Entries provided:
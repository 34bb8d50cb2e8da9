//! Matrix rain background.
//!
//! One falling drop per text column. Each frame draws a random glyph at
//! every drop's position and moves it down one row; drops that have left
//! the screen restart at the top with a small probability per frame, which
//! keeps the columns out of sync.

use std::time::Duration;

use rand::Rng;
use serde::{Deserialize, Serialize};

/// Glyphs drawn by the rain.
pub const MATRIX_GLYPHS: &str = "ABCDEFGHIJKLMNOPQRSTUVWXYZ0123456789@#$%^&*(){}[]|;:<>?/~";

#[derive(Debug, Clone, PartialEq, Serialize, Deserialize)]
#[serde(default)]
pub struct MatrixConfig {
    /// Glyph size in pixels; also the column width and row height.
    pub font_size: u32,
    pub frame_interval_ms: u64,
    /// Chance per frame that an off-screen drop restarts at the top.
    pub reset_probability: f64,
}

impl Default for MatrixConfig {
    fn default() -> Self {
        Self {
            font_size: 14,
            frame_interval_ms: 50,
            reset_probability: 0.025,
        }
    }
}

impl MatrixConfig {
    pub fn frame_interval(&self) -> Duration {
        Duration::from_millis(self.frame_interval_ms)
    }
}

/// A glyph to draw at pixel position (`x`, `y`).
#[derive(Debug, Clone, Copy, PartialEq, Eq)]
pub struct Glyph {
    pub column: usize,
    pub x: u32,
    pub y: u32,
    pub ch: char,
}

#[derive(Debug, Clone)]
pub struct MatrixRain {
    config: MatrixConfig,
    glyphs: Vec<char>,
    height: u32,
    /// Row of each column's drop, starting at 1.
    drops: Vec<u32>,
}

impl MatrixRain {
    pub fn new(width: u32, height: u32, config: MatrixConfig) -> Self {
        let mut rain = Self {
            config: MatrixConfig {
                font_size: config.font_size.max(1),
                reset_probability: config.reset_probability.clamp(0.0, 1.0),
                ..config
            },
            glyphs: MATRIX_GLYPHS.chars().collect(),
            height: 0,
            drops: Vec::new(),
        };
        rain.resize(width, height);
        rain
    }

    /// Recomputes the columns for a new viewport; all drops restart.
    pub fn resize(&mut self, width: u32, height: u32) {
        let columns = (width / self.config.font_size).max(1) as usize;
        self.height = height;
        self.drops = vec![1; columns];
    }

    pub fn columns(&self) -> usize {
        self.drops.len()
    }

    pub fn drops(&self) -> &[u32] {
        &self.drops
    }

    pub fn config(&self) -> &MatrixConfig {
        &self.config
    }

    /// Produces one frame and advances every drop.
    pub fn step<R: Rng + ?Sized>(&mut self, rng: &mut R) -> Vec<Glyph> {
        let font = self.config.font_size;
        let mut frame = Vec::with_capacity(self.drops.len());

        for (column, drop) in self.drops.iter_mut().enumerate() {
            let ch = self.glyphs[rng.random_range(0..self.glyphs.len())];
            frame.push(Glyph {
                column,
                x: column as u32 * font,
                y: drop.saturating_mul(font),
                ch,
            });

            if drop.saturating_mul(font) > self.height
                && rng.random_bool(self.config.reset_probability)
            {
                *drop = 0;
            }
            *drop += 1;
        }

        frame
    }
}
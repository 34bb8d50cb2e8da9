//! Logging setup.

use tracing_subscriber::util::{SubscriberInitExt, TryInitError};
use tracing_subscriber::{EnvFilter, fmt, layer::SubscriberExt};

/// Filter used when `RUST_LOG` is not set.
pub const DEFAULT_LOG_LEVEL: &str = "info";

/// Installs the global `tracing` subscriber: human-readable lines filtered
/// by `RUST_LOG`, falling back to [`DEFAULT_LOG_LEVEL`].
///
/// # Errors
/// Returns an error if a global subscriber is already installed.
pub fn init_tracing() -> Result<(), TryInitError> {
    tracing_subscriber::registry()
        .with(env_filter(DEFAULT_LOG_LEVEL))
        .with(fmt::layer().with_target(false))
        .try_init()
}

fn env_filter(level: &str) -> EnvFilter {
    EnvFilter::try_from_default_env().unwrap_or_else(|_| EnvFilter::new(level))
}
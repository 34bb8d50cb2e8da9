use std::sync::{Arc, Mutex, MutexGuard, PoisonError};

use gdgctf::effects::{MatrixConfig, MatrixRain, StatCounters};
use gdgctf::prelude::*;
use gdgctf::router::{HintToggle, NavMenu, RouterError, navbar_scrolled, spawn_router};
use tokio::io::{AsyncBufReadExt, BufReader};

const DEMO_EMAIL: &str = "neo@gdg.ctf";
const DEMO_PASSWORD: &str = "secret1";
const STAT_TARGETS: [&str; 3] = ["500", "48", "12"];

// ---------------------------------------------------------------------------
// Terminal host: both documents print to stdout and share one location.
// ---------------------------------------------------------------------------

#[derive(Default)]
struct Screen {
    fragment: String,
    pending: Option<String>,
    label: String,
}

#[derive(Clone, Default)]
struct Terminal(Arc<Mutex<Screen>>);

impl Terminal {
    fn screen(&self) -> MutexGuard<'_, Screen> {
        self.0.lock().unwrap_or_else(PoisonError::into_inner)
    }

    fn take_pending(&self) -> Option<String> {
        self.screen().pending.take()
    }

    fn go(&self, url: &str) {
        println!("  -> {url}");
        self.screen().pending = Some(url.to_string());
    }
}

impl Browser for Terminal {
    fn has_view(&self, _page: PageId) -> bool {
        true
    }

    fn clear_active(&mut self) {}

    fn activate_view(&mut self, page: PageId) {
        println!("==================== {page} ====================");
    }

    fn highlight_links(&mut self, _page: PageId) {}

    fn close_nav_menu(&mut self) {}

    fn replace_fragment(&mut self, fragment: &str) {
        self.screen().fragment = fragment.to_string();
    }

    fn scroll_to_top(&mut self) {}

    fn current_fragment(&self) -> String {
        self.screen().fragment.clone()
    }

    fn assign(&mut self, url: &str) {
        self.go(url);
    }
}

impl AuthPage for Terminal {
    fn show_status(&mut self, message: &StatusMessage) {
        println!("  {message}");
    }

    fn submit_label(&self) -> String {
        self.screen().label.clone()
    }

    fn set_submit(&mut self, enabled: bool, label: &str) {
        let state = if enabled { "" } else { " (disabled)" };
        println!("  {label}{state}");
        self.screen().label = label.to_string();
    }

    fn reset_form(&mut self) {}

    fn assign(&mut self, url: &str) {
        self.go(url);
    }
}

// ---------------------------------------------------------------------------
// Commands
// ---------------------------------------------------------------------------

#[derive(Debug, PartialEq)]
enum Command {
    Goto(String),
    Hash(String),
    Login { email: String, password: String },
    Register { name: String, email: String, password: String, confirm: String },
    Confirm(String),
    Logout,
    Expire,
    Flag(String),
    Hint,
    Menu,
    Scroll(f64),
    Timer,
    Stats,
    Matrix,
    Typing,
    Help,
    Quit,
}

fn parse_command(line: &str) -> Result<Command, String> {
    let mut words = line.split_whitespace();
    let Some(name) = words.next() else {
        return Err("empty command".into());
    };
    let args: Vec<&str> = words.collect();
    let arg = |i: usize| args.get(i).map(|s| s.to_string()).unwrap_or_default();

    let command = match name {
        "goto" => Command::Goto(arg(0)),
        "hash" => Command::Hash(arg(0)),
        "login" if args.len() == 2 => Command::Login { email: arg(0), password: arg(1) },
        "register" if args.len() == 4 => Command::Register {
            name: arg(0),
            email: arg(1),
            password: arg(2),
            confirm: arg(3),
        },
        "confirm" => Command::Confirm(arg(0)),
        "logout" => Command::Logout,
        "expire" => Command::Expire,
        "flag" => Command::Flag(args.join(" ")),
        "hint" => Command::Hint,
        "menu" => Command::Menu,
        "scroll" => Command::Scroll(arg(0).parse().map_err(|_| "scroll <pixels>")?),
        "timer" => Command::Timer,
        "stats" => Command::Stats,
        "matrix" => Command::Matrix,
        "typing" => Command::Typing,
        "help" => Command::Help,
        "quit" | "exit" => Command::Quit,
        "login" => return Err("usage: login <email> <password>".into()),
        "register" => return Err("usage: register <name> <email> <password> <confirm>".into()),
        other => return Err(format!("unknown command: {other}")),
    };
    Ok(command)
}

const HELP: &str = "\
  goto <page>                 follow a link (landing, dashboard, challenge, leaderboard)
  hash <#page>                edit the address bar fragment
  login <email> <password>    submit the login form
  register <name> <email> <password> <confirm>
  confirm <email>             click the emailed confirmation link
  logout | expire             end the session locally or on the provider
  flag <text>                 submit to the challenge terminal
  hint | menu | scroll <px>   page chrome
  timer | stats | matrix | typing
  quit";

// ---------------------------------------------------------------------------
// Main
// ---------------------------------------------------------------------------

/// Yields so the router task can handle pending session events, then
/// round-trips a command through it.
async fn settle(handle: &RouterHandle) -> Result<(), RouterError> {
    for _ in 0..8 {
        tokio::task::yield_now().await;
    }
    handle.active_page().await.map(|_| ())
}

#[tokio::main]
async fn main() -> Result<(), Box<dyn std::error::Error>> {
    gdgctf::init_tracing().ok();

    let config = match std::env::args().nth(1) {
        Some(path) => SiteConfig::from_json(&tokio::fs::read_to_string(path).await?)?,
        None => SiteConfig::default(),
    };
    let project_ref = config.provider.project_ref().unwrap_or("local").to_string();
    if config.provider.is_configured() {
        tracing::info!(
            url = %config.provider.url,
            "hosted provider configured; demo still uses in-memory accounts"
        );
    } else {
        tracing::info!("no hosted provider configured; using in-memory accounts");
    }

    let local_storage = Arc::new(MemoryStore::new("localStorage"));
    let provider = Arc::new(
        MemoryIdentityProvider::new()
            .project_ref(project_ref)
            .with_store(local_storage.clone())
            .with_account(DEMO_EMAIL, DEMO_PASSWORD, "neo"),
    );
    let site = Site::builder()
        .config(config)
        .provider(Arc::clone(&provider))
        .store(local_storage)
        .store(Arc::new(MemoryStore::new("sessionStorage")))
        .build()?;

    let terminal = Terminal::default();
    let router = site.router(terminal.clone());
    let clock = router.timer_updates();
    let (handle, _router_task) = spawn_router(router);

    let mut flag = site.flag_terminal();
    let mut counters = StatCounters::new();
    let mut hint = HintToggle::default();
    let mut menu = NavMenu::default();
    let mut login_query = String::new();

    println!("GDG CTF terminal site. Demo account: {DEMO_EMAIL} / {DEMO_PASSWORD}. Type `help`.");
    handle.start().await?;

    let mut lines = BufReader::new(tokio::io::stdin()).lines();
    while let Some(line) = lines.next_line().await? {
        if line.trim().is_empty() {
            continue;
        }
        let command = match parse_command(&line) {
            Ok(command) => command,
            Err(e) => {
                println!("  {e}");
                continue;
            }
        };

        match command {
            Command::Goto(target) => {
                let request = NavigationRequest::new(Some(&target), NavOrigin::Link);
                handle.navigate(request).await?;
            }
            Command::Hash(fragment) => {
                terminal.screen().fragment = fragment;
                handle.hash_changed().await?;
            }
            Command::Login { email, password } => {
                terminal.screen().label = "[ LOGIN ]".to_string();
                let mut auth = site.auth_flow(terminal.clone(), &login_query);
                if let StartOutcome::ShowForm = auth.start().await {
                    auth.submit(&FormFields::login(email, password)).await;
                }
            }
            Command::Register { name, email, password, confirm } => {
                terminal.screen().label = "[ REGISTER ]".to_string();
                let mut auth = site.auth_flow(terminal.clone(), "");
                if let StartOutcome::ShowForm = auth.start().await {
                    auth.submit(&FormFields::register(name, email, password, confirm))
                        .await;
                }
            }
            Command::Confirm(email) => {
                let confirmed = provider.confirm_email(&email);
                println!("  {}", if confirmed { "email confirmed" } else { "no such account" });
            }
            Command::Logout => {
                handle.logout().await?;
            }
            Command::Expire => {
                provider.expire_session();
                settle(&handle).await?;
            }
            Command::Flag(input) => {
                if let Err(e) = flag.submit(&input).await {
                    tracing::debug!(error = %e, "flag not checked");
                }
                if let Some(last) = flag.lines().last() {
                    println!("  {}", last.text);
                }
            }
            Command::Hint => {
                let open = hint.toggle();
                println!("  hint {}", if open { "shown" } else { "hidden" });
            }
            Command::Menu => {
                let open = menu.toggle();
                println!("  menu {}", if open { "open" } else { "closed" });
            }
            Command::Scroll(y) => {
                println!("  navbar scrolled: {}", navbar_scrolled(y));
            }
            Command::Timer => {
                let now = *clock.borrow();
                let percent = now.progress_percent(site.config().timer.full_bar_secs);
                println!("  {now} ({percent:.1}%)");
            }
            Command::Stats => match counters.start(STAT_TARGETS) {
                Some(animations) => {
                    for mut animation in animations {
                        let mut last = String::new();
                        while let Some(frame) = animation.next_frame() {
                            last = frame;
                        }
                        println!("  {last}");
                    }
                }
                None => println!("  counters already ran"),
            },
            Command::Matrix => {
                let mut rain = MatrixRain::new(560, 280, MatrixConfig::default());
                let mut rng = rand::rng();
                for _ in 0..3 {
                    let row: String = rain.step(&mut rng).iter().map(|g| g.ch).collect();
                    println!("  {row}");
                }
            }
            Command::Typing => {
                let mut typing = site.typing_effect();
                let frames: Vec<String> = (0..12).map(|_| typing.tick().text).collect();
                println!("  {}", frames.join(" | "));
            }
            Command::Help => println!("{HELP}"),
            Command::Quit => break,
        }

        // Follow full-page navigations.
        while let Some(url) = terminal.take_pending() {
            if let Some((_, query)) = url.split_once('?') {
                login_query = query.to_string();
                println!("  [login page] use `login <email> <password>`");
            } else if let Some((_, fragment)) = url.split_once('#') {
                terminal.screen().fragment = format!("#{fragment}");
                handle.hash_changed().await?;
            } else {
                login_query.clear();
                println!("  [login page]");
            }
        }
    }

    handle.shutdown().await?;
    Ok(())
}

What the task requires:
Reproduce each line of the records in which the word "collect" appears.

Answer below:
            glyphs: MATRIX_GLYPHS.chars().collect(),
    let args: Vec<&str> = words.collect();
                    let row: String = rain.step(&mut rng).iter().map(|g| g.ch).collect();
                let frames: Vec<String> = (0..12).map(|_| typing.tick().text).collect();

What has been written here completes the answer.